Presumably the tiny coterie of advisers who cluster round the Prime Minister in Downing Street were responsible: chief of staff Jonathan Powell, Tony Blair himself, his political adviser Sally Morgan. Whoever was in on the secret knew very little about British constitutional law. The original proposal was to abolish the Lord Chancellorship almost at once, and replace the venerable post with a new secretary of state for constitutional affairs, based in the House of Commons.
This plan foundered at once. Blair, Morgan, Powell & co failed to grasp the fact that the Lord Chancellor had a unique place in the British system. A prime minister cannot simply get rid of it at will, as he could a culture secretary or a minister for agriculture. The functions of the Chancellorship are embedded in more than 500 pieces of primary legisla
tion. and can only be dislodged by primary legislation.
It was only when this awkward and embarrassing fact was pointed out to Tony Blair that he called on Charlie Falconer to sort out the government's mess. At this point Falconer had a number of choices. He could have gently abandoned the whole foolish enterprise. Instead he pressed on and landed up in last Monday night's disaster.
The scene is now set for a long and bitter constitutional battle between government and the House of Lords, fought out on a scale not seen since George V was obliged to threaten the creation of new peers before the first world war. It is not simply Monday night's Bill that is at issue. Next week the government is set to announce its long-delayed Lords Reform Bill, which will remove the remaining 92 hereditary peers and replace them with an all-appointed second chamber. This too will prove controversial, mainly because of the failure to move towards an elected House of Lords.
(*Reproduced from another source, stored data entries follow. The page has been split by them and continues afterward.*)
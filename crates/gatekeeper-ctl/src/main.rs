//! gatekeeper-ctl: host-side receiver and controller for gatekeeperd.

use std::path::{Path, PathBuf};
use std::time::Duration;

use anyhow::{Context, Result};
use serde::Serialize;
use tokio::io::{AsyncReadExt, AsyncWriteExt};
use tokio::net::TcpStream;

use gatekeeper_core::codec::StreamDecoder;
use gatekeeper_core::config::GatekeeperConfig;
use gatekeeper_core::wire::{DeviceMessage, HostCommand};
use gatekeeper_services::{HostEvent, HostVerifier};

// ── Receipt ───────────────────────────────────────────────────────────────────

#[derive(Serialize)]
struct Receipt {
    transfer: u64,
    file: String,
    bytes: u64,
    frames: u64,
    expected_hash: String,
    computed_hash: String,
    decision: &'static str,
}

fn save_transfer(
    out_dir: &Path,
    transfer: u64,
    ciphertext: &[u8],
    mut receipt: Receipt,
) -> Result<PathBuf> {
    std::fs::create_dir_all(out_dir)
        .with_context(|| format!("failed to create {}", out_dir.display()))?;
    let bin = out_dir.join(format!("received_{transfer}.bin"));
    std::fs::write(&bin, ciphertext).with_context(|| format!("failed to write {}", bin.display()))?;
    receipt.file = bin.display().to_string();

    let json = out_dir.join(format!("received_{transfer}.json"));
    let text = serde_json::to_string_pretty(&receipt).context("failed to serialize receipt")?;
    std::fs::write(&json, text).with_context(|| format!("failed to write {}", json.display()))?;
    Ok(json)
}

// ── Subcommand handlers ───────────────────────────────────────────────────────

async fn connect(addr: &str) -> Result<TcpStream> {
    TcpStream::connect(addr)
        .await
        .with_context(|| format!("failed to connect to gatekeeperd at {addr}; is it running?"))
}

/// Verifier matching the device's frame limit and digest.
fn host_verifier(config: &GatekeeperConfig) -> HostVerifier {
    HostVerifier::new(
        StreamDecoder::new(config.link.max_frame_payload),
        config.session.digest.running_digest(),
    )
}

/// Receive transfers, verify each digest, and answer ALLOW or CUT.
async fn cmd_watch(
    config: &GatekeeperConfig,
    addr: &str,
    out_dir: &Path,
    force_cut: bool,
) -> Result<()> {
    let mut stream = connect(addr).await?;
    println!(
        "Connected to {addr} ({:?} digest). Waiting for a drive...",
        config.session.digest
    );

    let mut verifier = host_verifier(config);
    let mut transfers: u64 = 0;
    let mut buf = vec![0u8; 16 * 1024];

    loop {
        let n = stream.read(&mut buf).await.context("link read failed")?;
        if n == 0 {
            println!("Device closed the link.");
            return Ok(());
        }
        verifier.feed(&buf[..n]);

        while let Some(event) = verifier.next_event() {
            match event {
                HostEvent::Device(msg) => print_device(&msg),
                HostEvent::Frame { len, total } => {
                    tracing::debug!(len, total, "frame received");
                }
                HostEvent::Verdict {
                    decision,
                    expected,
                    computed,
                } => {
                    let decision = if force_cut { HostCommand::Cut } else { decision };
                    transfers += 1;
                    let frames = verifier.frames();
                    let ciphertext = verifier.take_ciphertext();

                    println!("  device hash   : {}", hex::encode(expected));
                    println!("  computed hash : {}", hex::encode(computed));
                    println!("  → {}", decision.as_str());
                    stream
                        .write_all(decision.to_line().as_bytes())
                        .await
                        .context("failed to send verdict")?;

                    let receipt = Receipt {
                        transfer: transfers,
                        file: String::new(),
                        bytes: ciphertext.len() as u64,
                        frames,
                        expected_hash: hex::encode(expected),
                        computed_hash: hex::encode(computed),
                        decision: decision.as_str(),
                    };
                    match save_transfer(out_dir, transfers, &ciphertext, receipt) {
                        Ok(path) => println!("  receipt       : {}", path.display()),
                        Err(e) => eprintln!("  could not save transfer: {e:#}"),
                    }
                }
                HostEvent::Unrecognized(line) => println!("  ? {line}"),
                HostEvent::Framing(e) => eprintln!("  framing error: {e}"),
            }
        }
    }
}

/// Send CUT and print whatever the device answers within a second.
async fn cmd_cut(config: &GatekeeperConfig, addr: &str) -> Result<()> {
    let mut stream = connect(addr).await?;
    stream
        .write_all(HostCommand::Cut.to_line().as_bytes())
        .await
        .context("failed to send CUT")?;

    let mut verifier = host_verifier(config);
    let mut buf = vec![0u8; 4096];
    let deadline = tokio::time::Instant::now() + Duration::from_secs(1);
    while let Ok(read) = tokio::time::timeout_at(deadline, stream.read(&mut buf)).await {
        let n = read.context("link read failed")?;
        if n == 0 {
            break;
        }
        verifier.feed(&buf[..n]);
        while let Some(event) = verifier.next_event() {
            if let HostEvent::Device(msg) = event {
                print_device(&msg);
            }
        }
    }
    Ok(())
}

fn print_device(msg: &DeviceMessage) {
    match msg {
        DeviceMessage::UsbInserted => println!("═══════════════════════════════════════\n  Drive inserted"),
        DeviceMessage::Error(_) => eprintln!("  {msg}"),
        DeviceMessage::Progress(bytes) => println!("  … {bytes} bytes"),
        _ => println!("  {msg}"),
    }
}

fn print_usage(default_addr: &str) {
    println!("Usage: gatekeeper-ctl [--addr <host:port>] [--out <dir>] <command>");
    println!();
    println!("Commands:");
    println!("  watch         Receive transfers and answer ALLOW when the hash verifies");
    println!("  watch --cut   Receive transfers but always answer CUT");
    println!("  cut           Disconnect the drive now");
    println!();
    println!("Options:");
    println!("  --addr <host:port>   Device link address (default: {default_addr})");
    println!("  --out <dir>          Where received_<n>.bin and receipts go (default: .)");
}

// ── Entry point ───────────────────────────────────────────────────────────────

#[tokio::main]
async fn main() -> Result<()> {
    tracing_subscriber::fmt()
        .with_env_filter(tracing_subscriber::EnvFilter::from_default_env())
        .with_writer(std::io::stderr)
        .init();

    let config = GatekeeperConfig::load().context("invalid gatekeeper config")?;
    let default_addr = config.link.listen_addr.clone();

    let args: Vec<String> = std::env::args().skip(1).collect();

    let mut addr = default_addr.clone();
    let mut out_dir = PathBuf::from(".");
    let mut remaining: Vec<&str> = Vec::new();
    let mut i = 0;
    while i < args.len() {
        match args[i].as_str() {
            "--addr" => {
                i += 1;
                addr = args.get(i).context("--addr requires a value")?.clone();
            }
            "--out" => {
                i += 1;
                out_dir = PathBuf::from(args.get(i).context("--out requires a value")?);
            }
            other => remaining.push(other),
        }
        i += 1;
    }

    match remaining.as_slice() {
        ["watch"] | [] => cmd_watch(&config, &addr, &out_dir, false).await,
        ["watch", "--cut"] => cmd_watch(&config, &addr, &out_dir, true).await,
        ["cut"] => cmd_cut(&config, &addr).await,
        ["help"] | ["--help"] | ["-h"] => {
            print_usage(&default_addr);
            Ok(())
        }
        other => {
            eprintln!("Unknown command: {}", other.join(" "));
            print_usage(&default_addr);
            std::process::exit(1);
        }
    }
}
//! One drive insertion's lifetime: state, key material, and counters.

use std::fmt;
use std::time::Instant;

use gatekeeper_core::crypto::CryptoContext;
use gatekeeper_core::wire::Digest;

/// Monotonic session number, unique per daemon run.
#[derive(Debug, Clone, Copy, PartialEq, Eq, Hash, PartialOrd, Ord)]
pub struct SessionId(pub u64);

impl fmt::Display for SessionId {
    fn fmt(&self, f: &mut fmt::Formatter<'_>) -> fmt::Result {
        write!(f, "#{}", self.0)
    }
}

#[derive(Debug, Clone, Copy, PartialEq, Eq, Default)]
pub enum State {
    #[default]
    Idle,
    Authenticating,
    Scanning,
    Streaming,
    AwaitingHostDecision,
}

impl State {
    pub fn as_str(self) -> &'static str {
        match self {
            Self::Idle => "idle",
            Self::Authenticating => "authenticating",
            Self::Scanning => "scanning",
            Self::Streaming => "streaming",
            Self::AwaitingHostDecision => "awaiting_host_decision",
        }
    }
}

impl fmt::Display for State {
    fn fmt(&self, f: &mut fmt::Formatter<'_>) -> fmt::Result {
        f.write_str(self.as_str())
    }
}

/// How a session ended, as far as the relay is concerned.
#[derive(Debug, Clone, Copy, PartialEq, Eq, Default)]
pub enum Outcome {
    #[default]
    Pending,
    Allowed,
    Cut,
}

#[derive(Debug)]
pub struct Session {
    id: SessionId,
    pub(crate) state: State,
    pub(crate) context: CryptoContext,
    started_at: Instant,
    /// Deadline of the current wait (authentication or host decision).
    pub(crate) deadline: Option<Instant>,
    pub(crate) chunks_sent: u64,
    pub(crate) bytes_sent: u64,
    pub(crate) outcome: Outcome,
    pub(crate) digest: Option<Digest>,
}

impl Session {
    pub(crate) fn new(id: SessionId, context: CryptoContext, now: Instant) -> Self {
        Self {
            id,
            state: State::Authenticating,
            context,
            started_at: now,
            deadline: None,
            chunks_sent: 0,
            bytes_sent: 0,
            outcome: Outcome::Pending,
            digest: None,
        }
    }

    pub fn id(&self) -> SessionId {
        self.id
    }

    pub fn state(&self) -> State {
        self.state
    }

    pub fn started_at(&self) -> Instant {
        self.started_at
    }

    pub fn deadline(&self) -> Option<Instant> {
        self.deadline
    }

    pub fn chunks_sent(&self) -> u64 {
        self.chunks_sent
    }

    pub fn bytes_sent(&self) -> u64 {
        self.bytes_sent
    }

    pub fn outcome(&self) -> Outcome {
        self.outcome
    }

    /// Final digest, once streaming has completed.
    pub fn digest(&self) -> Option<&Digest> {
        self.digest.as_ref()
    }

    pub(crate) fn expired(&self, now: Instant) -> bool {
        self.deadline.is_some_and(|d| now >= d)
    }
}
It is easy to see how Downing Street will try to manipulate the debate. It is already claiming to represent the will of the British people against the last remnants of a Tory establishment ossified in an outdated House of Lords. But grave issues of freedom and law are at stake. As Lord Woolf went a long way to acknowledging in his fine speech in Cambridge last week, the best person to defend the independence of the judiciary is the Lord Chancellor sitting in Cabinet. Thanks to the antiquity of his office, the Lord Chancellor possessed an enormous authority and command, outranking even the Prime Minister. The Secretary of State for Constitutional Affairs, with its Yes Minister title, will always be occupied by a young minister on the make. He will be no match at all for senior Cabinet ministers like David Blunkett, let along a home secretary with predatory ambitions on judges. At a time when ministers are flexing their muscles at the expense of the judiciary, this Constitutional Reform Bill is profoundly sinister. The other impression of the last week's events is mind-boggling incompetence at the heart of government. Is it too late to save the post of Lord Chancellor and abolish 'Cheerful' Charlie Falconer instead?